Please make an exact transcription of all the data that follows.

____

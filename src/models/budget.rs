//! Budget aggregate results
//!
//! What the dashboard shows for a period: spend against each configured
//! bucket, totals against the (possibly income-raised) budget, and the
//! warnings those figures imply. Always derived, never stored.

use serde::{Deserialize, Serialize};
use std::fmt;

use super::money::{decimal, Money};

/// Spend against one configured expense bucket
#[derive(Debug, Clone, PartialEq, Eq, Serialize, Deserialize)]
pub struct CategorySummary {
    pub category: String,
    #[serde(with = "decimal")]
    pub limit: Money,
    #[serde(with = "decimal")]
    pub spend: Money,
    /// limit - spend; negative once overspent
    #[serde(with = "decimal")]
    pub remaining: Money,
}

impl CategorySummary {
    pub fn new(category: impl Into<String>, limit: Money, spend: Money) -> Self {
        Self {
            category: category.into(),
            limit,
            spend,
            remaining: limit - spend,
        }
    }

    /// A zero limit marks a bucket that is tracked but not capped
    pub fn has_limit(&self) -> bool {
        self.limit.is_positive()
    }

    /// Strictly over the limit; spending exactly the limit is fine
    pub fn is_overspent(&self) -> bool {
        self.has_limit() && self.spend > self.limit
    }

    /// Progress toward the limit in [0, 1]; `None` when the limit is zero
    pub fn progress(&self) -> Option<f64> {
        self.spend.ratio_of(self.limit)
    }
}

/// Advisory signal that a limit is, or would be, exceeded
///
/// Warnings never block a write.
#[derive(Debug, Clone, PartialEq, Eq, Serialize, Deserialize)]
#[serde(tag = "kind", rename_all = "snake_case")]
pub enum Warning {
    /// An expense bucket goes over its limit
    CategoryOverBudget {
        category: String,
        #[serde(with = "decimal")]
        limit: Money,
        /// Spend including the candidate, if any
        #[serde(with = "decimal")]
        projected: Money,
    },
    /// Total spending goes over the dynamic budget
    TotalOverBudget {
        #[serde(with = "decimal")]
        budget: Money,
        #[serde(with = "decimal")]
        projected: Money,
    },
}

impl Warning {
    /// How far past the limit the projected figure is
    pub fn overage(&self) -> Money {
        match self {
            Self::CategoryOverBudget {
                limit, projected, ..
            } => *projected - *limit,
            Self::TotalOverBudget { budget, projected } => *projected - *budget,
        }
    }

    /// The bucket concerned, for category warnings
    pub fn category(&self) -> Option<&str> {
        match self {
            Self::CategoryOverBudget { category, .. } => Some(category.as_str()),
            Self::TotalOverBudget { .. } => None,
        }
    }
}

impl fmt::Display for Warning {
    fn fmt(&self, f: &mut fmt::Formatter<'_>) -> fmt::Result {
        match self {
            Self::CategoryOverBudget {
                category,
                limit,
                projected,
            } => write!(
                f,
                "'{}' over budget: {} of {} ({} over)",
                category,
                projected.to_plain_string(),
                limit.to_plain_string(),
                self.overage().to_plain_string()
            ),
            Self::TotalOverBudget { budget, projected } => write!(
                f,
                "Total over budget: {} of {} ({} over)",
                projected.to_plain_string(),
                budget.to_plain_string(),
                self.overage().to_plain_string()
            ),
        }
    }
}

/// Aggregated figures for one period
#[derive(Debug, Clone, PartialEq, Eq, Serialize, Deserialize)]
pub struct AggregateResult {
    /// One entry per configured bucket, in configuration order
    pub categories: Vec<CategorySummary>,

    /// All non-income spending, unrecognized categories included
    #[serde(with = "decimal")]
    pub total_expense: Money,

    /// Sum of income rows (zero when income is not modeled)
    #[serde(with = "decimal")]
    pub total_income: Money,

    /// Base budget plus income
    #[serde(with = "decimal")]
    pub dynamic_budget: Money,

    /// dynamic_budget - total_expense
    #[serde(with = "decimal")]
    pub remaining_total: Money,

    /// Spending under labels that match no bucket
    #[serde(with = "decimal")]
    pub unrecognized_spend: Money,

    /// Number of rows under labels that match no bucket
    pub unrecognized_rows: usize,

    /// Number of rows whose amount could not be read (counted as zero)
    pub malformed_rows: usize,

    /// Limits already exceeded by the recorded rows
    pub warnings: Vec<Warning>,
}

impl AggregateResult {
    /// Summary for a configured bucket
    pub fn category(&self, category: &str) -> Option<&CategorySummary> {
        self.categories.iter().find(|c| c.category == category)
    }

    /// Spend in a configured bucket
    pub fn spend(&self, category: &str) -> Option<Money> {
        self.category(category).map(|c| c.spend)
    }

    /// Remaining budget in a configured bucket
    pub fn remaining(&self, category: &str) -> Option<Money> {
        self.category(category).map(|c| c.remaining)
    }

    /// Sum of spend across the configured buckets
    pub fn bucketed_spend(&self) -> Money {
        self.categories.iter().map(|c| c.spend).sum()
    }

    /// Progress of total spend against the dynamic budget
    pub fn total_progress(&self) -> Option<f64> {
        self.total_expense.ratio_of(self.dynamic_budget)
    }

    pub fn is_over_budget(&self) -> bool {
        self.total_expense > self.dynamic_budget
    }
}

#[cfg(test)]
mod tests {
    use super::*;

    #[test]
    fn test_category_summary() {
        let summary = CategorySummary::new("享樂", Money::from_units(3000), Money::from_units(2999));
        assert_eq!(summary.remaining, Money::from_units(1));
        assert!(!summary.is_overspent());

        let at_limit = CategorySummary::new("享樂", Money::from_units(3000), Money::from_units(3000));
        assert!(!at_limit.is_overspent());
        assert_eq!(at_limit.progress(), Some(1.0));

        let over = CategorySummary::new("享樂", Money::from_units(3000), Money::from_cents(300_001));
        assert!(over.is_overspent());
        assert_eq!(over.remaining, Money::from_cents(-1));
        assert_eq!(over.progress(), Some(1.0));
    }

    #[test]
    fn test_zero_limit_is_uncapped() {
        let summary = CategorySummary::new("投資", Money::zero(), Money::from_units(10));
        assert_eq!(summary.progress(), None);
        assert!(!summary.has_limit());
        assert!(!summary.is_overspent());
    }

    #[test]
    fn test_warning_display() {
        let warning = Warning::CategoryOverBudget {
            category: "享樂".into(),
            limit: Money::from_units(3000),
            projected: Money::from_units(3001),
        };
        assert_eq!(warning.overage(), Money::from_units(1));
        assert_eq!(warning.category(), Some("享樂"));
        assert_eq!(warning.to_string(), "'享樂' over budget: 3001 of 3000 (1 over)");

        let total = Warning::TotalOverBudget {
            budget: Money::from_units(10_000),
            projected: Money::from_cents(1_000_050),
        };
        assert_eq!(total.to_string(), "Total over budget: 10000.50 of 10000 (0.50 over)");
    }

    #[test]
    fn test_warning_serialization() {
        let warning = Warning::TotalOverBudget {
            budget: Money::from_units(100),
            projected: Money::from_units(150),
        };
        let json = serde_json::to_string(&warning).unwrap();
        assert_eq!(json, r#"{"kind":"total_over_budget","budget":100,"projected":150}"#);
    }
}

____

• Output
filename src/models/budget.rs
//! Budget aggregate results
//!
//! What the dashboard shows for a period: spend against each configured
//! bucket, totals against the (possibly income-raised) budget, and the
//! warnings those figures imply. Always derived, never stored.

use serde::{Deserialize, Serialize};
use std::fmt;

use super::money::{decimal, Money};

/// Spend against one configured expense bucket
#[derive(Debug, Clone, PartialEq, Eq, Serialize, Deserialize)]
pub struct CategorySummary {
    pub category: String,
    #[serde(with = "decimal")]
    pub limit: Money,
    #[serde(with = "decimal")]
    pub spend: Money,
    /// limit - spend; negative once overspent
    #[serde(with = "decimal")]
    pub remaining: Money,
}

impl CategorySummary {
    pub fn new(category: impl Into<String>, limit: Money, spend: Money) -> Self {
        Self {
            category: category.into(),
            limit,
            spend,
            remaining: limit - spend,
        }
    }

    /// A zero limit marks a bucket that is tracked but not capped
    pub fn has_limit(&self) -> bool {
        self.limit.is_positive()
    }

    /// Strictly over the limit; spending exactly the limit is fine
    pub fn is_overspent(&self) -> bool {
        self.has_limit() && self.spend > self.limit
    }

    /// Progress toward the limit in [0, 1]; `None` when the limit is zero
    pub fn progress(&self) -> Option<f64> {
        self.spend.ratio_of(self.limit)
    }
}

/// Advisory signal that a limit is, or would be, exceeded
///
/// Warnings never block a write.
#[derive(Debug, Clone, PartialEq, Eq, Serialize, Deserialize)]
#[serde(tag = "kind", rename_all = "snake_case")]
pub enum Warning {
    /// An expense bucket goes over its limit
    CategoryOverBudget {
        category: String,
        #[serde(with = "decimal")]
        limit: Money,
        /// Spend including the candidate, if any
        #[serde(with = "decimal")]
        projected: Money,
    },
    /// Total spending goes over the dynamic budget
    TotalOverBudget {
        #[serde(with = "decimal")]
        budget: Money,
        #[serde(with = "decimal")]
        projected: Money,
    },
}

impl Warning {
    /// How far past the limit the projected figure is
    pub fn overage(&self) -> Money {
        match self {
            Self::CategoryOverBudget {
                limit, projected, ..
            } => *projected - *limit,
            Self::TotalOverBudget { budget, projected } => *projected - *budget,
        }
    }

    /// The bucket concerned, for category warnings
    pub fn category(&self) -> Option<&str> {
        match self {
            Self::CategoryOverBudget { category, .. } => Some(category.as_str()),
            Self::TotalOverBudget { .. } => None,
        }
    }
}

impl fmt::Display for Warning {
    fn fmt(&self, f: &mut fmt::Formatter<'_>) -> fmt::Result {
        match self {
            Self::CategoryOverBudget {
                category,
                limit,
                projected,
            } => write!(
                f,
                "'{}' over budget: {} of {} ({} over)",
                category,
                projected.to_plain_string(),
                limit.to_plain_string(),
                self.overage().to_plain_string()
            ),
            Self::TotalOverBudget { budget, projected } => write!(
                f,
                "Total over budget: {} of {} ({} over)",
                projected.to_plain_string(),
                budget.to_plain_string(),
                self.overage().to_plain_string()
            ),
        }
    }
}

/// Aggregated figures for one period
#[derive(Debug, Clone, PartialEq, Eq, Serialize, Deserialize)]
pub struct AggregateResult {
    /// One entry per configured bucket, in configuration order
    pub categories: Vec<CategorySummary>,

    /// All non-income spending, unrecognized categories included
    #[serde(with = "decimal")]
    pub total_expense: Money,

    /// Sum of income rows (zero when income is not modeled)
    #[serde(with = "decimal")]
    pub total_income: Money,

    /// Base budget plus income
    #[serde(with = "decimal")]
    pub dynamic_budget: Money,

    /// dynamic_budget - total_expense
    #[serde(with = "decimal")]
    pub remaining_total: Money,

    /// Spending under labels that match no bucket
    #[serde(with = "decimal")]
    pub unrecognized_spend: Money,

    /// Number of rows under labels that match no bucket
    pub unrecognized_rows: usize,

    /// Number of rows whose amount could not be read (counted as zero)
    pub malformed_rows: usize,

    /// Limits already exceeded by the recorded rows
    pub warnings: Vec<Warning>,
}

impl AggregateResult {
    /// Summary for a configured bucket
    pub fn category(&self, category: &str) -> Option<&CategorySummary> {
        self.categories.iter().find(|c| c.category == category)
    }

    /// Spend in a configured bucket
    pub fn spend(&self, category: &str) -> Option<Money> {
        self.category(category).map(|c| c.spend)
    }

    /// Remaining budget in a configured bucket
    pub fn remaining(&self, category: &str) -> Option<Money> {
        self.category(category).map(|c| c.remaining)
    }

    /// Sum of spend across the configured buckets
    pub fn bucketed_spend(&self) -> Money {
        self.categories.iter().map(|c| c.spend).sum()
    }

    /// Progress of total spend against the dynamic budget
    pub fn total_progress(&self) -> Option<f64> {
        self.total_expense.ratio_of(self.dynamic_budget)
    }

    pub fn is_over_budget(&self) -> bool {
        self.total_expense > self.dynamic_budget
    }
}

#[cfg(test)]
mod tests {
    use super::*;

    #[test]
    fn test_category_summary() {
        let summary = CategorySummary::new("享樂", Money::from_units(3000), Money::from_units(2999));
        assert_eq!(summary.remaining, Money::from_units(1));
        assert!(!summary.is_overspent());

        let at_limit = CategorySummary::new("享樂", Money::from_units(3000), Money::from_units(3000));
        assert!(!at_limit.is_overspent());
        assert_eq!(at_limit.progress(), Some(1.0));

        let over = CategorySummary::new("享樂", Money::from_units(3000), Money::from_cents(300_001));
        assert!(over.is_overspent());
        assert_eq!(over.remaining, Money::from_cents(-1));
        assert_eq!(over.progress(), Some(1.0));
    }

    #[test]
    fn test_zero_limit_is_uncapped() {
        let summary = CategorySummary::new("投資", Money::zero(), Money::from_units(10));
        assert_eq!(summary.progress(), None);
        assert!(!summary.has_limit());
        assert!(!summary.is_overspent());
    }

    #[test]
    fn test_warning_display() {
        let warning = Warning::CategoryOverBudget {
            category: "享樂".into(),
            limit: Money::from_units(3000),
            projected: Money::from_units(3001),
        };
        assert_eq!(warning.overage(), Money::from_units(1));
        assert_eq!(warning.category(), Some("享樂"));
        assert_eq!(warning.to_string(), "'享樂' over budget: 3001 of 3000 (1 over)");

        let total = Warning::TotalOverBudget {
            budget: Money::from_units(10_000),
            projected: Money::from_cents(1_000_050),
        };
        assert_eq!(total.to_string(), "Total over budget: 10000.50 of 10000 (0.50 over)");
    }

    #[test]
    fn test_warning_serialization() {
        let warning = Warning::TotalOverBudget {
            budget: Money::from_units(100),
            projected: Money::from_units(150),
        };
        let json = serde_json::to_string(&warning).unwrap();
        assert_eq!(json, r#"{"kind":"total_over_budget","budget":100,"projected":150}"#);
    }
}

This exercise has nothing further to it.